The present enactment takes away the right of a divorced Muslim woman to maintenance from the purview of the essentially anti-vagrancy provision of Section 125 of the Criminal Procedure Code. The burden of maintenance is shifted under the Act to her parents or brothers or sisters as provided in the Muslim law in the first instance and failing that to the Wakf Board.
The burden is to be thrust on relatives to look after the abandoned woman according to the share of her property they stand to inherit. It is a retrograde, discriminatory and ill conceived enactment. It is therefore a very tardy step to alleviate the sufferings of Muslim women who are divorced by the husband in exercise of his absolute powers conferred on him by law without any reason at bis whim or caprice.
It tends to cause a breach even with regard to uniform applicability of criminal law. It has deprived Muslim women of the right conferred on them by the provisions of Section 125 of the Code of Criminal Procedure and the judgment in the Shah Bano’s case. Muslim women will thus be relegated to the background and all their hopes and aspirations for their emancipation from the bondage of menfolk and will get a deep burial. The protection envisaged in the enactment is an impracticable hoax. It will alienate the divorced Muslim woman from the rest of the Indian people.
The present Act has been challenged in the Supreme Court.
The Gujarat High Court has however in Arab Ahmadliia Abdullah & etc. v. Mohamuna Salyadhai and others (A.I.R. 1988 Gujarat, 159) interpreted the controversial clause (a) of sub-section (1) of Section 3 of the Muslim Women (Protection of Rights on Divorce) Act, 1986, under which the divorced woman is entitled to “a reasonable and fair provision and maintenance to be made and paid to her within the iddat period by her former husband by holding that such provision and maintenance to be made and paid within the iddat period is not confined to during the iddat period.

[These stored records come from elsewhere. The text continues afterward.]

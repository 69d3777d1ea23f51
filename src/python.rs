//! Python bindings, enabled with the `python` feature.

use pyo3::{
    exceptions::{PyOSError, PyRuntimeError, PyValueError},
    prelude::*,
    types::PyBytes,
};

use crate::{
    config::{BpeConfig, DEFAULT_LOG_EVERY},
    error::{BpeError, ErrorMode},
    model::BPEModel,
    types::Token,
};

impl From<BpeError> for PyErr {
    fn from(err: BpeError) -> Self {
        match err {
            BpeError::AlreadyTrained
            | BpeError::EncodeBeforeTrain
            | BpeError::ProgressBarSetup(_) => PyRuntimeError::new_err(err.to_string()),
            BpeError::Io(_) => PyOSError::new_err(err.to_string()),
            _ => PyValueError::new_err(err.to_string()),
        }
    }
}

/// Python wrapper for [`BPEModel`].
#[pyclass(name = "BPEModel", module = "bytebpe")]
pub struct PyBPEModel {
    model: BPEModel,
}

#[pymethods]
impl PyBPEModel {
    #[new]
    #[pyo3(signature = (vocab_size, show_progress = false, log_every = DEFAULT_LOG_EVERY))]
    fn new(vocab_size: usize, show_progress: bool, log_every: usize) -> PyResult<Self> {
        let config = BpeConfig::new(vocab_size)
            .with_show_progress(show_progress)
            .with_log_every(log_every);
        Ok(Self {
            model: BPEModel::with_config(config)?,
        })
    }

    fn train(&mut self, py: Python<'_>, text: &str) -> PyResult<Vec<Token>> {
        let model = &mut self.model;
        Ok(py.allow_threads(|| model.train(text))?)
    }

    fn encode(&self, text: &str) -> PyResult<Vec<Token>> {
        Ok(self.model.encode(text)?)
    }

    #[pyo3(signature = (texts, show_progress = false))]
    fn encode_batch(
        &self,
        py: Python<'_>,
        texts: Vec<String>,
        show_progress: bool,
    ) -> PyResult<Vec<Vec<Token>>> {
        let refs: Vec<&str> = texts.iter().map(String::as_str).collect();
        Ok(py.allow_threads(|| self.model.encode_batch(&refs, show_progress))?)
    }

    #[pyo3(signature = (tokens, errors = "strict"))]
    fn decode(&self, tokens: Vec<Token>, errors: &str) -> PyResult<String> {
        let mode: ErrorMode = errors.parse()?;
        Ok(self.model.decode_with(&tokens, mode)?)
    }

    #[pyo3(signature = (token_seqs, errors = "strict", show_progress = false))]
    fn decode_batch(
        &self,
        py: Python<'_>,
        token_seqs: Vec<Vec<Token>>,
        errors: &str,
        show_progress: bool,
    ) -> PyResult<Vec<String>> {
        let mode: ErrorMode = errors.parse()?;
        let refs: Vec<&[Token]> = token_seqs.iter().map(Vec::as_slice).collect();
        Ok(py.allow_threads(|| self.model.decode_batch(&refs, mode, show_progress))?)
    }

    /// Merge table as `((left, right), merged)` in learning order.
    fn merges(&self) -> Vec<((Token, Token), Token)> {
        self.model
            .merges()
            .map(|table| table.iter().collect())
            .unwrap_or_default()
    }

    fn token_bytes<'py>(&self, py: Python<'py>, token: Token) -> Option<Bound<'py, PyBytes>> {
        self.model
            .token_bytes(token)
            .map(|bytes| PyBytes::new(py, bytes))
    }

    #[getter]
    fn vocab_size(&self) -> usize {
        self.model.vocab_size()
    }

    #[getter]
    fn target_vocab_size(&self) -> usize {
        self.model.target_vocab_size()
    }

    #[getter]
    fn log_every(&self) -> usize {
        self.model.config().log_every
    }

    #[getter]
    fn is_trained(&self) -> bool {
        self.model.is_trained()
    }

    fn save(&self, path: &str) -> PyResult<()> {
        Ok(self.model.save_to_path(path)?)
    }

    #[staticmethod]
    fn load(path: &str) -> PyResult<Self> {
        Ok(Self {
            model: BPEModel::load_from_path(path)?,
        })
    }
}

#[pymodule]
fn bytebpe(m: &Bound<'_, PyModule>) -> PyResult<()> {
    // forwards Rust `log` records to Python's `logging`
    pyo3_log::init();
    m.add_class::<PyBPEModel>()?;
    Ok(())
}
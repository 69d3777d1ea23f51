//! Model configuration.

use serde::{Deserialize, Serialize};

use crate::{
    error::{BpeError, Result},
    types::BASE_VOCAB_SIZE,
};

/// Default number of merges between training progress reports.
pub const DEFAULT_LOG_EVERY: usize = 100;

fn default_log_every() -> usize {
    DEFAULT_LOG_EVERY
}

/// Settings for a [`crate::BPEModel`].
///
/// Only `vocab_size` is required; it must exceed the 256 base byte units.
///
/// ```
/// use bytebpe::BpeConfig;
///
/// let config = BpeConfig::from_json_str(r#"{"vocab_size": 512}"#).unwrap();
/// assert_eq!(config.num_merges(), 256);
/// assert_eq!(config.log_every, 100);
/// ```
#[derive(Debug, Clone, PartialEq, Eq, Serialize, Deserialize)]
pub struct BpeConfig {
    /// Target vocabulary size, base bytes included.
    pub vocab_size: usize,

    /// Draw an indicatif progress bar while training.
    #[serde(default)]
    pub show_progress: bool,

    /// Log a progress line every this many merges; `0` disables it.
    #[serde(default = "default_log_every")]
    pub log_every: usize,
}

impl BpeConfig {
    /// Creates a config with default reporting settings.
    pub fn new(vocab_size: usize) -> Self {
        Self {
            vocab_size,
            show_progress: false,
            log_every: DEFAULT_LOG_EVERY,
        }
    }

    /// Sets [`BpeConfig::show_progress`].
    pub fn with_show_progress(mut self, show_progress: bool) -> Self {
        self.show_progress = show_progress;
        self
    }

    /// Sets [`BpeConfig::log_every`].
    pub fn with_log_every(mut self, log_every: usize) -> Self {
        self.log_every = log_every;
        self
    }

    /// Parses and validates a JSON config document.
    ///
    /// # Errors
    ///
    /// Returns [`BpeError::Serialization`] for malformed JSON and
    /// [`BpeError::InvalidConfiguration`] if the settings are unusable.
    pub fn from_json_str(json: &str) -> Result<Self> {
        let config: Self = serde_json::from_str(json)?;
        config.validate()?;
        Ok(config)
    }

    /// Checks the settings.
    ///
    /// # Errors
    ///
    /// Returns [`BpeError::InvalidConfiguration`] if `vocab_size <= 256`.
    pub fn validate(&self) -> Result<()> {
        if self.vocab_size <= BASE_VOCAB_SIZE {
            return Err(BpeError::InvalidConfiguration(format!(
                "vocab_size must be greater than {BASE_VOCAB_SIZE}, got {}",
                self.vocab_size
            )));
        }
        Ok(())
    }

    /// Number of merges training will attempt.
    pub fn num_merges(&self) -> usize {
        self.vocab_size.saturating_sub(BASE_VOCAB_SIZE)
    }
}
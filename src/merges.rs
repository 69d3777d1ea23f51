//! Ordered merge table and the sequential replacement pass.
//!
//! The table is an append-only log: entry `k` is the `k`-th merge learned and
//! carries id `256 + k`. Encoding correctness depends on replaying the entries
//! in exactly this order, so the `Vec` of rules is the source of truth and the
//! hash index is only a lookup aid.

use std::collections::HashMap;

use serde::{Deserialize, Serialize};

use crate::{
    error::{BpeError, MergeTableViolation, Result},
    types::{BASE_VOCAB_SIZE, MergeOrder, Token, TokenPair},
};

/// A single learned merge: `pair` is replaced by `token`.
#[derive(Debug, Clone, Copy, PartialEq, Eq, Hash, Serialize, Deserialize)]
pub struct MergeRule {
    /// The adjacent pair being merged.
    pub pair: TokenPair,
    /// The id assigned to the merged unit.
    pub token: Token,
}

/// Append-only, insertion-ordered merge table.
#[derive(Debug, Clone, Default, PartialEq, Eq)]
pub struct MergeTable {
    /// Rules in learning order.
    rules: Vec<MergeRule>,

    /// pair -> (merged token, merge order).
    index: HashMap<TokenPair, (Token, MergeOrder)>,
}

impl MergeTable {
    /// Creates an empty table.
    pub fn new() -> Self {
        Self::default()
    }

    /// Builds a table from externally supplied merges, validating them.
    ///
    /// # Errors
    ///
    /// Returns [`BpeError::InvalidMergeTable`] if an entry does not carry the
    /// next sequential id, references a token that does not exist yet, or
    /// repeats an earlier pair.
    pub fn from_merges(
        merges: impl IntoIterator<Item = ((Token, Token), Token)>,
    ) -> Result<Self> {
        let mut table = Self::new();
        for (index, ((a, b), token)) in merges.into_iter().enumerate() {
            let pair = TokenPair(a, b);
            let expected = table.next_token();
            if token != expected {
                return Err(BpeError::InvalidMergeTable {
                    index,
                    reason: MergeTableViolation::NonSequentialId {
                        expected,
                        found: token,
                    },
                });
            }
            if let Some(missing) = [a, b].into_iter().find(|&t| t >= expected) {
                return Err(BpeError::InvalidMergeTable {
                    index,
                    reason: MergeTableViolation::UnknownComponent {
                        pair,
                        token: missing,
                    },
                });
            }
            if table.index.contains_key(&pair) {
                return Err(BpeError::InvalidMergeTable {
                    index,
                    reason: MergeTableViolation::DuplicatePair(pair),
                });
            }
            table.push(pair);
        }
        Ok(table)
    }

    /// Id the next recorded merge will receive.
    pub fn next_token(&self) -> Token {
        BASE_VOCAB_SIZE + self.rules.len()
    }

    /// Records `pair` as the next merge and returns its new id.
    ///
    /// Callers must not record a pair twice; training never selects a pair
    /// that has already been fully replaced.
    pub(crate) fn push(&mut self, pair: TokenPair) -> Token {
        let token = self.next_token();
        let order = self.rules.len();
        self.rules.push(MergeRule { pair, token });
        self.index.insert(pair, (token, order));
        token
    }

    /// Looks up the merged token and merge order for `pair`.
    pub fn get(&self, pair: &TokenPair) -> Option<(Token, MergeOrder)> {
        self.index.get(pair).copied()
    }

    /// Returns `true` if `pair` has a merge rule.
    pub fn contains(&self, pair: &TokenPair) -> bool {
        self.index.contains_key(pair)
    }

    /// Number of merges recorded.
    pub fn len(&self) -> usize {
        self.rules.len()
    }

    /// Returns `true` if no merges are recorded.
    pub fn is_empty(&self) -> bool {
        self.rules.is_empty()
    }

    /// Rules in learning order.
    pub fn rules(&self) -> &[MergeRule] {
        &self.rules
    }

    /// Iterates `((first, second), token)` in learning order.
    pub fn iter(&self) -> impl Iterator<Item = ((Token, Token), Token)> + '_ {
        self.rules
            .iter()
            .map(|rule| ((rule.pair.0, rule.pair.1), rule.token))
    }

    /// Replays every rule, in learning order, over `tokens`.
    ///
    /// One full left-to-right pass per rule. This is the reference encoding;
    /// [`crate::BPEConverter::encode`] produces the same result faster.
    pub fn apply(&self, tokens: &[Token]) -> Vec<Token> {
        apply_merges(tokens, &self.rules)
    }
}

/// Replays `rules` over `tokens` in the order given.
///
/// The order is not checked; passing rules out of learning order yields a
/// different (and for encoding, wrong) sequence.
pub fn apply_merges<'a>(
    tokens: &[Token],
    rules: impl IntoIterator<Item = &'a MergeRule>,
) -> Vec<Token> {
    let mut current = tokens.to_vec();
    for rule in rules {
        if current.len() < 2 {
            break;
        }
        current = replace_pair(&current, rule.pair, rule.token);
    }
    current
}

/// Replaces every non-overlapping occurrence of `pair` with `new_token`.
///
/// Scans left to right and consumes greedily: with `pair = (a, a)`,
/// `[a, a, a]` becomes `[new, a]`. The freshly inserted token is never
/// rescanned in the same pass.
pub fn replace_pair(tokens: &[Token], pair: TokenPair, new_token: Token) -> Vec<Token> {
    let mut out = Vec::with_capacity(tokens.len());
    let mut i = 0;
    while i < tokens.len() {
        if i + 1 < tokens.len() && tokens[i] == pair.0 && tokens[i + 1] == pair.1 {
            out.push(new_token);
            i += 2;
        } else {
            out.push(tokens[i]);
            i += 1;
        }
    }
    out
}
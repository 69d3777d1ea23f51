//! # Merge Table IO
//!
//! A trained model is persisted as its target vocabulary size and the merge
//! table as `[first, second, id]` triples in learning order:
//!
//! ```json
//! {"vocab_size": 259, "merges": [[97, 97, 256], [97, 98, 257], [256, 257, 258]]}
//! ```
//!
//! The vocabulary is not stored; loading replays the merges over the 256
//! base bytes.

use std::{
    io::{BufReader, BufWriter, Read, Write},
    path::Path,
};

use serde::{Deserialize, Serialize};

use crate::{error::Result, model::BPEModel, types::Token};

/// Serialized form of a trained [`BPEModel`].
#[derive(Debug, Clone, PartialEq, Eq, Serialize, Deserialize)]
pub struct SavedModel {
    /// Target vocabulary size the table was trained for.
    pub vocab_size: usize,
    /// `(first, second, assigned id)` in learning order.
    pub merges: Vec<(Token, Token, Token)>,
}

impl BPEModel {
    /// Snapshot of the merge table for persistence.
    ///
    /// # Errors
    ///
    /// Returns [`crate::BpeError::EncodeBeforeTrain`] if the model is untrained.
    pub fn to_saved(&self) -> Result<SavedModel> {
        let merges = self
            .converter()?
            .merges()
            .iter()
            .map(|((a, b), token)| (a, b, token))
            .collect();
        Ok(SavedModel {
            vocab_size: self.target_vocab_size(),
            merges,
        })
    }

    /// Rebuilds a trained model from a snapshot.
    ///
    /// # Errors
    ///
    /// As [`BPEModel::from_merges`].
    pub fn from_saved(saved: SavedModel) -> Result<Self> {
        Self::from_merges(
            saved.vocab_size,
            saved
                .merges
                .into_iter()
                .map(|(a, b, token)| ((a, b), token)),
        )
    }

    /// Save the model to a JSON file.
    ///
    /// # Arguments
    /// * `path` - the path to save the model to.
    pub fn save_to_path<P: AsRef<Path>>(&self, path: P) -> Result<()> {
        let file = std::fs::File::create(path)?;
        let mut writer = BufWriter::new(file);
        self.save_to_writer(&mut writer)?;
        writer.flush()?;
        Ok(())
    }

    /// Save the model to a [`Write`] writer.
    pub fn save_to_writer<W: Write>(&self, writer: &mut W) -> Result<()> {
        serde_json::to_writer(&mut *writer, &self.to_saved()?)?;
        Ok(())
    }

    /// Load a model from a JSON file.
    ///
    /// # Arguments
    /// * `path` - the path to the model file.
    pub fn load_from_path<P: AsRef<Path>>(path: P) -> Result<Self> {
        let file = std::fs::File::open(path)?;
        Self::load_from_reader(BufReader::new(file))
    }

    /// Load a model from a [`Read`] stream.
    pub fn load_from_reader<R: Read>(reader: R) -> Result<Self> {
        let saved: SavedModel = serde_json::from_reader(reader)?;
        Self::from_saved(saved)
    }
}

#[cfg(test)]
mod tests {
    use super::*;
    use crate::error::BpeError;

    fn trained_model() -> BPEModel {
        let mut model = BPEModel::new(259).expect("valid vocab size");
        model.train("aaabdaaabac").expect("training should succeed");
        model
    }

    #[test]
    fn test_saved_layout() {
        let saved = trained_model().to_saved().expect("trained");
        assert_eq!(saved.vocab_size, 259);
        assert_eq!(saved.merges, vec![(97, 97, 256), (97, 98, 257), (256, 257, 258)]);

        let json = serde_json::to_string(&saved).expect("serializable");
        assert_eq!(
            json,
            r#"{"vocab_size":259,"merges":[[97,97,256],[97,98,257],[256,257,258]]}"#
        );
    }

    #[test]
    fn test_untrained_cannot_be_saved() {
        let model = BPEModel::new(300).expect("valid vocab size");
        assert!(matches!(model.to_saved(), Err(BpeError::EncodeBeforeTrain)));
    }

    #[test]
    fn test_writer_reader_round_trip() {
        let model = trained_model();
        let mut buf = Vec::new();
        model.save_to_writer(&mut buf).expect("Failed to save model");

        let loaded = BPEModel::load_from_reader(buf.as_slice()).expect("Failed to load model");
        assert_eq!(loaded.merges(), model.merges());
        assert_eq!(loaded.vocab(), model.vocab());
        assert_eq!(loaded.target_vocab_size(), 259);
        assert_eq!(
            loaded.encode("daaabac").expect("encodable"),
            model.encode("daaabac").expect("encodable")
        );
    }

    #[test]
    fn test_save_load_path() {
        let model = trained_model();
        let dir = tempfile::tempdir().expect("create temp dir");
        let path = dir.path().join("model.json");

        model.save_to_path(&path).expect("Failed to save model");
        let loaded = BPEModel::load_from_path(&path).expect("Failed to load model");

        assert_eq!(loaded.merges(), model.merges());
    }

    #[test]
    fn test_load_rejects_corrupt_table() {
        let json = r#"{"vocab_size":300,"merges":[[97,98,256],[999,97,257]]}"#;
        assert!(matches!(
            BPEModel::load_from_reader(json.as_bytes()),
            Err(BpeError::InvalidMergeTable { index: 1, .. })
        ));
        assert!(matches!(
            BPEModel::load_from_reader("not json".as_bytes()),
            Err(BpeError::Serialization(_))
        ));
        assert!(matches!(
            BPEModel::load_from_path("/nonexistent/model.json"),
            Err(BpeError::Io(_))
        ));
    }
}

The limitation in Section 125 of the Criminal Procedure Code that maintenance up to Rs. 500 is to be paid is not there in this provision. Something more is given to the Muslim divorced woman and her rights are fully provided.
The prerequisite condition for application of Section 7 of the Muslim Women (Protection of Rights on Divorce) Act, 1986, is that an application under Sections 125 and 127, Cr.P.C. must be pending before the Magistrate on the commencement of the Act of 1986. The Act of 1986 and the provisions thereof would cover only the case filed after the new Act came into force and those cases under Sections 125 and 127 which were pending.
If any retrospective effect would be given to the Act of 1986, it would result in serious complications. The legislature in its wisdom never contemplated a situation where divorced Muslim women would not be given benefit which they had already acquired under the law which was in force earlier and which had been implemented under Sections 125 and 127, Cr.P.C. and became final.
Even the High Court in revision, if it is pending on the date of commencement of the new Act, cannot deprive Muslim women of their rights of maintenance under Ss. 125 and 127, Cr.P.C. which had been allowed by the Magistrate earlier and which had become final to that extent. A Muslim divorced women or her husband cannot move before a Magistrate for cancellation of the order of maintenance already granted simply on the ground that the new Act of 1986 has come into force.
(Idris ALi v. Ramesh Khatun, A.I.R. 1989 Gauhati 24).